4. Where do profits and intellectual property go?
Economic sovereignty matters for both immediate and long-term national interests. When cloud spending flows to offshore parent companies through licensing fees and profit transfers, New Zealand loses twice—we miss out on the economic benefits of our digital transformation, and we become dependent on foreign entities for critical infrastructure.
True sovereignty means keeping the economic benefits of the digital economy in New Zealand, but it goes deeper than just profit retention. It means building the human capacity of our people—ensuring New Zealanders know how to build, maintain, and operate cloud infrastructure, not just use it. When we rely entirely on foreign expertise and intellectual property, we create dependencies that compromise our long-term digital autonomy.
Investment in local cloud capabilities builds sovereign capacity that benefits our entire digital economy, from government services to private enterprise innovation.
5. Who makes final decisions about data access?
When disputes arise, emergencies occur, or legal requests are made, who has the final say? If the ultimate decision-makers are in foreign boardrooms, subject to foreign laws and pressures, then your sovereignty is theoretical at best. Genuine sovereignty means New Zealand leaders making decisions about New Zealand data under New Zealand law.
Why This Matters Now
New Zealand is at a digital crossroads. The decisions we make today about cloud infrastructure will determine our digital sovereignty for generations to come. We can choose to build our digital future on genuinely sovereign foundations, keeping control of our data, our economic benefits, and our destiny in New Zealand hands.
Or we can continue down the current path, where sovereignty is a marketing slogan rather than a reality, where our most sensitive data is subject to foreign laws and control, and where the economic benefits of our digital transformation flow offshore.

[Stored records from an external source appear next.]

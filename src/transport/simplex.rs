//! Simplex Submodule (of Transport)
//!
//! A dense two-phase simplex for linear programs in equality form:
//!
//!   minimize `c·x` subject to `A x = b`, `x ≥ 0`
//!
//! Phase 1 finds a feasible basis by minimizing the sum of one artificial
//! variable per row. Artificials still basic afterwards are pivoted out, or
//! their row is dropped as redundant (linearly dependent). Phase 2 then
//! optimizes the real objective over the original columns only.
//! Both phases let the most negative reduced cost enter. After a run of
//! degenerate pivots they switch to Bland's rule, which cannot cycle, until
//! a pivot changes the objective again.
//!
//! This module contains the types: `LinearProgram`, `LpSolution`
//!
use log::debug;
use thiserror::Error;

use crate::transport::DEGENERATE_RUN_LIMIT;

#[derive(Error, Debug, Clone, PartialEq)]
pub enum LpError {
    #[error("constraint has {found} coefficients, the program has {expected} variables")]
    DimensionMismatch { expected: usize, found: usize },
    #[error("no point satisfies all constraints")]
    Infeasible,
    #[error("objective is unbounded below")]
    Unbounded,
    #[error("no optimum after {0} pivots")]
    IterationLimit(usize),
}

/// minimize `costs·x` subject to the equality rows, `x ≥ 0`
#[derive(Debug, Clone)]
pub struct LinearProgram {
    costs: Vec<f64>,
    rows: Vec<(Vec<f64>, f64)>,
}

#[derive(Debug, Clone, PartialEq)]
pub struct LpSolution {
    pub values: Vec<f64>,
    pub objective: f64,
    /// pivots over both phases
    pub iterations: usize,
}

/// Working state: `m` rows of width `n + m + 1` (originals, artificials, rhs)
/// and a reduced-cost row whose last entry is minus the objective value.
struct Tableau {
    rows: Vec<Vec<f64>>,
    objective: Vec<f64>,
    basis: Vec<usize>,
    n_original: usize,
    iterations: usize,
}

//   ------------------------------- LINEAR PROGRAM Implementation
impl LinearProgram {
    /// # Arguments
    /// * `costs` - objective coefficients, one per variable
    pub fn new(costs: Vec<f64>) -> Self {
        LinearProgram { costs, rows: vec![] }
    }
    pub fn n_variables(&self) -> usize {
        self.costs.len()
    }
    pub fn n_constraints(&self) -> usize {
        self.rows.len()
    }
    /// Adds the constraint `coefficients·x = rhs`.
    pub fn add_equality(&mut self, coefficients: Vec<f64>, rhs: f64) -> Result<(), LpError> {
        if coefficients.len() != self.costs.len() {
            return Err(LpError::DimensionMismatch {
                expected: self.costs.len(),
                found: coefficients.len(),
            });
        }
        self.rows.push((coefficients, rhs));
        Ok(())
    }
    /// Solves the program.
    /// # Arguments
    /// * `max_iterations` - cap on pivots, summed over both phases
    /// * `tolerance` - values below this magnitude count as zero
    pub fn solve(&self, max_iterations: usize, tolerance: f64) -> Result<LpSolution, LpError> {
        let n = self.n_variables();
        let mut tableau = Tableau::new(self);
        //------------------------phase 1
        tableau.phase_one_objective();
        tableau.optimize(n + self.n_constraints(), max_iterations, tolerance)?;
        let scale = self
            .rows
            .iter()
            .map(|(_, rhs)| rhs.abs())
            .sum::<f64>()
            .max(1.0);
        let residual = tableau.artificial_mass();
        if residual > tolerance * scale {
            debug!("phase 1 left residual {residual}, problem infeasible");
            return Err(LpError::Infeasible);
        }
        let dropped = tableau.drive_out_artificials(tolerance);
        debug!(
            "phase 1 done after {} pivots, {} redundant rows dropped",
            tableau.iterations, dropped
        );
        //------------------------phase 2
        tableau.phase_two_objective(&self.costs);
        tableau.optimize(n, max_iterations, tolerance)?;
        let values = tableau.values();
        let objective: f64 = values.iter().zip(&self.costs).map(|(x, c)| x * c).sum();
        debug!(
            "simplex optimum {objective} after {} pivots",
            tableau.iterations
        );
        Ok(LpSolution {
            values,
            objective,
            iterations: tableau.iterations,
        })
    }
}

//   ------------------------------- TABLEAU Implementation
impl Tableau {
    fn new(lp: &LinearProgram) -> Self {
        let n = lp.n_variables();
        let m = lp.n_constraints();
        let width = n + m + 1;
        let mut rows = Vec::with_capacity(m);
        for (i, (coefficients, rhs)) in lp.rows.iter().enumerate() {
            //artificials need a non-negative start, flip rows with negative rhs
            let sign = if *rhs < 0.0 { -1.0 } else { 1.0 };
            let mut row = vec![0.0; width];
            for (j, a) in coefficients.iter().enumerate() {
                row[j] = sign * a;
            }
            row[n + i] = 1.0;
            row[width - 1] = sign * rhs;
            rows.push(row);
        }
        Tableau {
            rows,
            objective: vec![0.0; width],
            basis: (n..n + m).collect(),
            n_original: n,
            iterations: 0,
        }
    }
    fn width(&self) -> usize {
        self.objective.len()
    }
    fn rhs(&self, row: usize) -> f64 {
        self.rows[row][self.width() - 1]
    }
    /// minimize the sum of artificials; they start basic with cost 1
    fn phase_one_objective(&mut self) {
        let width = self.width();
        let n = self.n_original;
        let mut objective = vec![0.0; width];
        for j in n..width - 1 {
            objective[j] = 1.0;
        }
        for row in &self.rows {
            for j in 0..width {
                objective[j] -= row[j];
            }
        }
        self.objective = objective;
    }
    fn phase_two_objective(&mut self, costs: &[f64]) {
        let width = self.width();
        let mut objective = vec![0.0; width];
        objective[..costs.len()].copy_from_slice(costs);
        for (row, &basic) in self.rows.iter().zip(&self.basis) {
            let c = costs.get(basic).copied().unwrap_or(0.0);
            if c == 0.0 {
                continue;
            }
            for j in 0..width {
                objective[j] -= c * row[j];
            }
        }
        self.objective = objective;
    }
    /// runs pivots until no column below `allowed` improves the objective
    fn optimize(&mut self, allowed: usize, max_iterations: usize, tolerance: f64) -> Result<(), LpError> {
        let mut degenerate_run = 0;
        loop {
            let bland = degenerate_run >= DEGENERATE_RUN_LIMIT;
            let Some(col) = self.entering_column(allowed, tolerance, bland) else {
                return Ok(());
            };
            if self.iterations >= max_iterations {
                return Err(LpError::IterationLimit(self.iterations));
            }
            let (row, ratio) = self.leaving_row(col, tolerance).ok_or(LpError::Unbounded)?;
            self.pivot(row, col);
            self.iterations += 1;
            if ratio <= tolerance {
                degenerate_run += 1;
            } else {
                degenerate_run = 0;
            }
        }
    }
    /// Dantzig: most negative reduced cost; Bland: lowest improving column
    fn entering_column(&self, allowed: usize, tolerance: f64, bland: bool) -> Option<usize> {
        let mut improving = (0..allowed).filter(|&j| self.objective[j] < -tolerance);
        if bland {
            return improving.next();
        }
        improving.min_by(|&a, &b| self.objective[a].total_cmp(&self.objective[b]))
    }
    /// minimum ratio test, ties broken by the lowest basic variable
    fn leaving_row(&self, col: usize, tolerance: f64) -> Option<(usize, f64)> {
        let mut best: Option<(usize, f64)> = None;
        for (i, row) in self.rows.iter().enumerate() {
            if row[col] <= tolerance {
                continue;
            }
            let ratio = (self.rhs(i) / row[col]).max(0.0);
            best = match best {
                None => Some((i, ratio)),
                Some((b, best_ratio)) => {
                    if ratio < best_ratio - tolerance
                        || (ratio <= best_ratio + tolerance && self.basis[i] < self.basis[b])
                    {
                        Some((i, ratio))
                    } else {
                        Some((b, best_ratio))
                    }
                }
            };
        }
        best
    }
    fn pivot(&mut self, row: usize, col: usize) {
        let width = self.width();
        let p = self.rows[row][col];
        for j in 0..width {
            self.rows[row][j] /= p;
        }
        let pivot_row = self.rows[row].clone();
        for (i, other) in self.rows.iter_mut().enumerate() {
            let factor = other[col];
            if i == row || factor == 0.0 {
                continue;
            }
            for j in 0..width {
                other[j] -= factor * pivot_row[j];
            }
        }
        let factor = self.objective[col];
        if factor != 0.0 {
            for j in 0..width {
                self.objective[j] -= factor * pivot_row[j];
            }
        }
        self.basis[row] = col;
    }
    fn artificial_mass(&self) -> f64 {
        (0..self.rows.len())
            .filter(|&i| self.basis[i] >= self.n_original)
            .map(|i| self.rhs(i).abs())
            .sum()
    }
    /// Pivots remaining (zero-valued) artificials out of the basis and drops
    /// rows where that is impossible. Returns the number of dropped rows.
    fn drive_out_artificials(&mut self, tolerance: f64) -> usize {
        let mut dropped = 0;
        let mut i = 0;
        while i < self.rows.len() {
            if self.basis[i] < self.n_original {
                i += 1;
                continue;
            }
            let entering = (0..self.n_original).find(|&j| self.rows[i][j].abs() > tolerance);
            match entering {
                Some(col) => {
                    self.pivot(i, col);
                    i += 1;
                }
                None => {
                    //row is a combination of the others
                    self.rows.remove(i);
                    self.basis.remove(i);
                    dropped += 1;
                }
            }
        }
        dropped
    }
    fn values(&self) -> Vec<f64> {
        let mut values = vec![0.0; self.n_original];
        for (i, &basic) in self.basis.iter().enumerate() {
            if basic < self.n_original {
                values[basic] = self.rhs(i).max(0.0);
            }
        }
        values
    }
}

The legal risks are real and immediate. The Waitangi Tribunal has recognised that mātauranga Māori includes Māori rights and interests in the digital domain, warning of "the failure to appreciate or understand the link between data and mātauranga Māori, a taonga also guaranteed to Māori under te Tiriti/the Treaty." When we allow Māori data to be subject to foreign laws and control, we fail in our Treaty obligations.
The Test Challenge
We challenge every New Zealand organisation to apply these five questions to their current cloud providers. We challenge every cloud provider to answer them honestly. And we challenge our industry to move beyond sovereignty theatre toward genuine digital sovereignty.
The results might surprise you. Many providers who claim to offer sovereign solutions will struggle to give satisfactory answers. Some questions may reveal uncomfortable truths about foreign ownership, offshore staff, or overseas profit flows.
But this discomfort is necessary. Only by honestly assessing our current situation can we make informed decisions about our digital future.
Transforming the Conversation
At Catalyst Cloud, we're committed to transforming New Zealand's cloud sovereignty conversation. We're sharing this framework not to win arguments, but to elevate the debate. We believe that when New Zealand organisations have access to clear, objective criteria, they'll make better decisions about their digital future. We invite you to join us.
The five questions of cloud sovereignty aren't just a test—they're a call to action. They challenge us to demand better, to think more critically, and to build a digital future that truly serves New Zealand's interests.
Because in an interconnected world, the organisations and nations that control their data, their infrastructure, and their digital destiny will be the ones that thrive. The others will simply be along for the ride.
Ready to test your cloud provider's sovereignty claims? The five questions are waiting. The real question is: are you prepared for the answers?